### Task description
Across the data below, count every line where the string "identifier" appears. Answer with the number alone.

[Saved entries]

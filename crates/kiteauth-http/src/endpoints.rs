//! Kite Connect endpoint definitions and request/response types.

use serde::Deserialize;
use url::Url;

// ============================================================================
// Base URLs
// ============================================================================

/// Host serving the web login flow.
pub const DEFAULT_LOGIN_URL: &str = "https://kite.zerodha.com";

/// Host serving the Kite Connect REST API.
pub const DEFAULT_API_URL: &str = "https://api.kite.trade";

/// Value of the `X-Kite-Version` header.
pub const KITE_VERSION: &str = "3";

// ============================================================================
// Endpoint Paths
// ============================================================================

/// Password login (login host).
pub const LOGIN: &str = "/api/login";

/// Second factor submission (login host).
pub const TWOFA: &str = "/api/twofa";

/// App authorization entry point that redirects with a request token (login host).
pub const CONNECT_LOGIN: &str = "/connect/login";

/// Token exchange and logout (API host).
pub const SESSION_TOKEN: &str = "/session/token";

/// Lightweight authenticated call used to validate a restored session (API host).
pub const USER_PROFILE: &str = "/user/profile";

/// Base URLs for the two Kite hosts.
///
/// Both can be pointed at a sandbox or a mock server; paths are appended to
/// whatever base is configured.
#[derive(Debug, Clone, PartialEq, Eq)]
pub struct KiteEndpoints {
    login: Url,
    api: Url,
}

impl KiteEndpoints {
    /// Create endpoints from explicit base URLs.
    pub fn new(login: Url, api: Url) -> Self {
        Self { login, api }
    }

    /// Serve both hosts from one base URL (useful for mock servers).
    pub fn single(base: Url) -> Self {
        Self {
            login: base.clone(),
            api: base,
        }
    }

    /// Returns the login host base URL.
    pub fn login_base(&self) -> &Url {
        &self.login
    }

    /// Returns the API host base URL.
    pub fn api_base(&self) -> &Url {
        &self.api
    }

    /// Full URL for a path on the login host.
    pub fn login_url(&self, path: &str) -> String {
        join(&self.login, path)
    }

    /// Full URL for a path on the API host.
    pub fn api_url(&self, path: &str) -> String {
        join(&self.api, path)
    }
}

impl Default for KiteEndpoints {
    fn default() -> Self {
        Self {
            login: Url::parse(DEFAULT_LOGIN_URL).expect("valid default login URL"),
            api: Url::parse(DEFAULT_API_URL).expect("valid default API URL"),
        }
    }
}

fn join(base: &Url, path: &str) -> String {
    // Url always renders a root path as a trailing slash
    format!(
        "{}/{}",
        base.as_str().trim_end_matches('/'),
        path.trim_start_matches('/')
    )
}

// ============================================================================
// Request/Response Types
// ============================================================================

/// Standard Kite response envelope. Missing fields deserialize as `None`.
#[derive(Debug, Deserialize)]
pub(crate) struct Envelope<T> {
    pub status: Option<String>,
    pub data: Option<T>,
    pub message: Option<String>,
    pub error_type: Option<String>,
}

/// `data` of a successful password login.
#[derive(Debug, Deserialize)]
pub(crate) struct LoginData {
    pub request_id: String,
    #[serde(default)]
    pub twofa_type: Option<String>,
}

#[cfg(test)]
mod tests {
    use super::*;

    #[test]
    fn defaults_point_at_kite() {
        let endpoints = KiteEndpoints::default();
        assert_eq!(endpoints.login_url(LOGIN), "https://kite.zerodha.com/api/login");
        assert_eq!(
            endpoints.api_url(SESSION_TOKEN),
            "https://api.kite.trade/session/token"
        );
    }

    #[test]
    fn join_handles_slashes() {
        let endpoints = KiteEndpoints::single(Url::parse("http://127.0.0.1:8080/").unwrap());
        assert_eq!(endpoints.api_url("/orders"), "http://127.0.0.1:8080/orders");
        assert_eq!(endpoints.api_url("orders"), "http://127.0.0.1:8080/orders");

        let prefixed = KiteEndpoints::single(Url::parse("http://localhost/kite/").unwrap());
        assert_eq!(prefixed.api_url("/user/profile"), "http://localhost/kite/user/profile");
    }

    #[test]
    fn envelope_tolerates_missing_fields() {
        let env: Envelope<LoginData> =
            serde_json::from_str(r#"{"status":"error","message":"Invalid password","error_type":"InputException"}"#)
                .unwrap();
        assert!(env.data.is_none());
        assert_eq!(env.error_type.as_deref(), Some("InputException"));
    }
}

...

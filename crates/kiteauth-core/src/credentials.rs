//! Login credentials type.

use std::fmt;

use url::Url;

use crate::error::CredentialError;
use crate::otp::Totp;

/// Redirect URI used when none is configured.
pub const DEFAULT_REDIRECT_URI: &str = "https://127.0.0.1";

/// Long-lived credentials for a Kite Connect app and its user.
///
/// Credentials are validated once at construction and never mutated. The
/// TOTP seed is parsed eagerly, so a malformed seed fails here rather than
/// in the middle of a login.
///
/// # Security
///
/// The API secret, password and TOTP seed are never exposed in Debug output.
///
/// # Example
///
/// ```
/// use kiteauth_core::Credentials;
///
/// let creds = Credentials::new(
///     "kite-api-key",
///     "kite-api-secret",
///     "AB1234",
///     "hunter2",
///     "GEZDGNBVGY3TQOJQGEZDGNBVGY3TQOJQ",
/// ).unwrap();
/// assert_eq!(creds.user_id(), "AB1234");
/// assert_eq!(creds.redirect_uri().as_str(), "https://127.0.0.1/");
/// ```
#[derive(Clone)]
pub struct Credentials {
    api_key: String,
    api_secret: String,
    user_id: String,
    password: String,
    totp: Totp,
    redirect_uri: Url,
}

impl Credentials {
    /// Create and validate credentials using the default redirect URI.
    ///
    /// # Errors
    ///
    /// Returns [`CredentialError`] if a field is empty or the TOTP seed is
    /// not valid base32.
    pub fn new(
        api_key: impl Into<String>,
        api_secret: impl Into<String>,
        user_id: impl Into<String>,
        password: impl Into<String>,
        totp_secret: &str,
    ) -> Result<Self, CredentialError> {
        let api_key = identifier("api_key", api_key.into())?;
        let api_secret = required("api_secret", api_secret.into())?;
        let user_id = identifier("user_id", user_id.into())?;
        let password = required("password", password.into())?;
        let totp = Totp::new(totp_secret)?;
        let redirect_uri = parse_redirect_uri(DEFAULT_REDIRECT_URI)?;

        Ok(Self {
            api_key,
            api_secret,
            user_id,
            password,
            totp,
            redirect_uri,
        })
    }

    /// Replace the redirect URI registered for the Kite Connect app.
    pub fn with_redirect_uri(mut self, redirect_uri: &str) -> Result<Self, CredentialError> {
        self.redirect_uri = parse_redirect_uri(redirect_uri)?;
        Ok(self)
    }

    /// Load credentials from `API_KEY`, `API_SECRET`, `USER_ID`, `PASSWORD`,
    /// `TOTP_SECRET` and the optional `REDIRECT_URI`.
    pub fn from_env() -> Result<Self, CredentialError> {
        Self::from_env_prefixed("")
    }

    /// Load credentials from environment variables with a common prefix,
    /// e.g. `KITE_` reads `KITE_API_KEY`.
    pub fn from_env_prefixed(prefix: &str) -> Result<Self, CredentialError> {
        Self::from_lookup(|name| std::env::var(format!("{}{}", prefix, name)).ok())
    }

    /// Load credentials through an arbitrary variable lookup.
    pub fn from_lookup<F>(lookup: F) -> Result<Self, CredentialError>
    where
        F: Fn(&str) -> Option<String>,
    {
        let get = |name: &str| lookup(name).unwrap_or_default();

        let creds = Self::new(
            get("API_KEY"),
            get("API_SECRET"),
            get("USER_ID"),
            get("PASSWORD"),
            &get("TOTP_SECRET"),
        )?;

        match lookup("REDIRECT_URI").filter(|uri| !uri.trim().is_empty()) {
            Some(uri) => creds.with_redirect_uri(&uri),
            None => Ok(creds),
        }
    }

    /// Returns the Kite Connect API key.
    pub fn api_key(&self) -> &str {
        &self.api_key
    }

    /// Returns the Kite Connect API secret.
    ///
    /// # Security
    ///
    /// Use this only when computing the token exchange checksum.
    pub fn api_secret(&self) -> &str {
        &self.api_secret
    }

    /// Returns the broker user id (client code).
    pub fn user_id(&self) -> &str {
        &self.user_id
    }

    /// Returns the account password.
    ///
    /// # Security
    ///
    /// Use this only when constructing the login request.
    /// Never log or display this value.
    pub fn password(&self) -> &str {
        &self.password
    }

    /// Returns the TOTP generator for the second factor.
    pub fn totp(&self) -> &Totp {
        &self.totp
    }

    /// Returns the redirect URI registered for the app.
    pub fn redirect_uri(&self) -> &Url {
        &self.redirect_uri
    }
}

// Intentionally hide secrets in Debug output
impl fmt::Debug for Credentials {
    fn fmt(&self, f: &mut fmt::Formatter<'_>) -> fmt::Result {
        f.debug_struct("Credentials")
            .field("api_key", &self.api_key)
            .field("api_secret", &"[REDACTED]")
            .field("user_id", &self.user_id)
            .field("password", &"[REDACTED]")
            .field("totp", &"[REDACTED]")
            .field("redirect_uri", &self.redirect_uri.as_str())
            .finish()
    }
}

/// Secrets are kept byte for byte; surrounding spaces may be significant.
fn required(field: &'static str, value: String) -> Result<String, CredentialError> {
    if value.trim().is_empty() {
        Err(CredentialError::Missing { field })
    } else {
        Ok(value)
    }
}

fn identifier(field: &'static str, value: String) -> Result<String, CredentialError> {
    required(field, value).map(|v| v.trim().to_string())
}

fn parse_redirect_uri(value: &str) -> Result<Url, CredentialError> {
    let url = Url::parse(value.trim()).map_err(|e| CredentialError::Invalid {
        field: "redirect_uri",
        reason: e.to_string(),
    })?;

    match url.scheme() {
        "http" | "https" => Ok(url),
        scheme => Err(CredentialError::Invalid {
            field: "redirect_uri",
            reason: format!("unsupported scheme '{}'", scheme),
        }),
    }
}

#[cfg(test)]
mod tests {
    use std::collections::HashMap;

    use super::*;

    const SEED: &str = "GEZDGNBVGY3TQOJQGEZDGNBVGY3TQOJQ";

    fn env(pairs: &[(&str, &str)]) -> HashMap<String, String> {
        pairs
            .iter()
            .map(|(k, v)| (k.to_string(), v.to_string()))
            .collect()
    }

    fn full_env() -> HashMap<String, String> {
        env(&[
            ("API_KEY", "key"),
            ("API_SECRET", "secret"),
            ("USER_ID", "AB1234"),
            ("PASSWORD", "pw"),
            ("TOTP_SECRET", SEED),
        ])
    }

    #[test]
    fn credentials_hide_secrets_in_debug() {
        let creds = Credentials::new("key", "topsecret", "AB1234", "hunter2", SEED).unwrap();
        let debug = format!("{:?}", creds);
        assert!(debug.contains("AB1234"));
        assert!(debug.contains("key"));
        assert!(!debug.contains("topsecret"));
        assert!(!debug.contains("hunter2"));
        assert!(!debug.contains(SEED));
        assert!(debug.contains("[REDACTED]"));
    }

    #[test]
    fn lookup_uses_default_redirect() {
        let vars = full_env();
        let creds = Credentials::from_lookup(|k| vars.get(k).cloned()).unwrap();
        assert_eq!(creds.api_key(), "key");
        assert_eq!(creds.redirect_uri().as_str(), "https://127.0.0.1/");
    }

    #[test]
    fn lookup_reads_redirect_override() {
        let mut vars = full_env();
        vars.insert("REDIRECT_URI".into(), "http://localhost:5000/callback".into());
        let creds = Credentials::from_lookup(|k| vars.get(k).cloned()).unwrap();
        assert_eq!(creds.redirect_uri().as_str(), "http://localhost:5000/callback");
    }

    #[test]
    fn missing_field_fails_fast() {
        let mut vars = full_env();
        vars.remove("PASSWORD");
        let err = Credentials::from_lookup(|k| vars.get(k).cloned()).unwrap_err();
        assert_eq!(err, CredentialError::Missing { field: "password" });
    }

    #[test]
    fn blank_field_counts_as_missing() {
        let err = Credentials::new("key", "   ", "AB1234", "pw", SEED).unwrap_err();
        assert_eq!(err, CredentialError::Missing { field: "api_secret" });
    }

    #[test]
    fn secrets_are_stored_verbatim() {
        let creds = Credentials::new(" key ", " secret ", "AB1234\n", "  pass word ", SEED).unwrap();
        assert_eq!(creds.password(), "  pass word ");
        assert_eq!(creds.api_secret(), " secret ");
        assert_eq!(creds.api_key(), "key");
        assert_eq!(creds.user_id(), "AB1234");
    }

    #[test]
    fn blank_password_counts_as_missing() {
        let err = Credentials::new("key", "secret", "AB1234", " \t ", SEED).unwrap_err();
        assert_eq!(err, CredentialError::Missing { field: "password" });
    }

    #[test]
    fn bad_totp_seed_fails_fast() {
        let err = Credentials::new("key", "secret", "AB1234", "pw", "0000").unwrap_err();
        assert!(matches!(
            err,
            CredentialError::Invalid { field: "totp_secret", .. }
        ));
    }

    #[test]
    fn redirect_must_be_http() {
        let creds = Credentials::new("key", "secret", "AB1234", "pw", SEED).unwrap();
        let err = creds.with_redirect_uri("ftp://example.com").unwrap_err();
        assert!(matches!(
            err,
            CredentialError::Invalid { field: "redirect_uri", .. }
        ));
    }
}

### Result of the exercise
3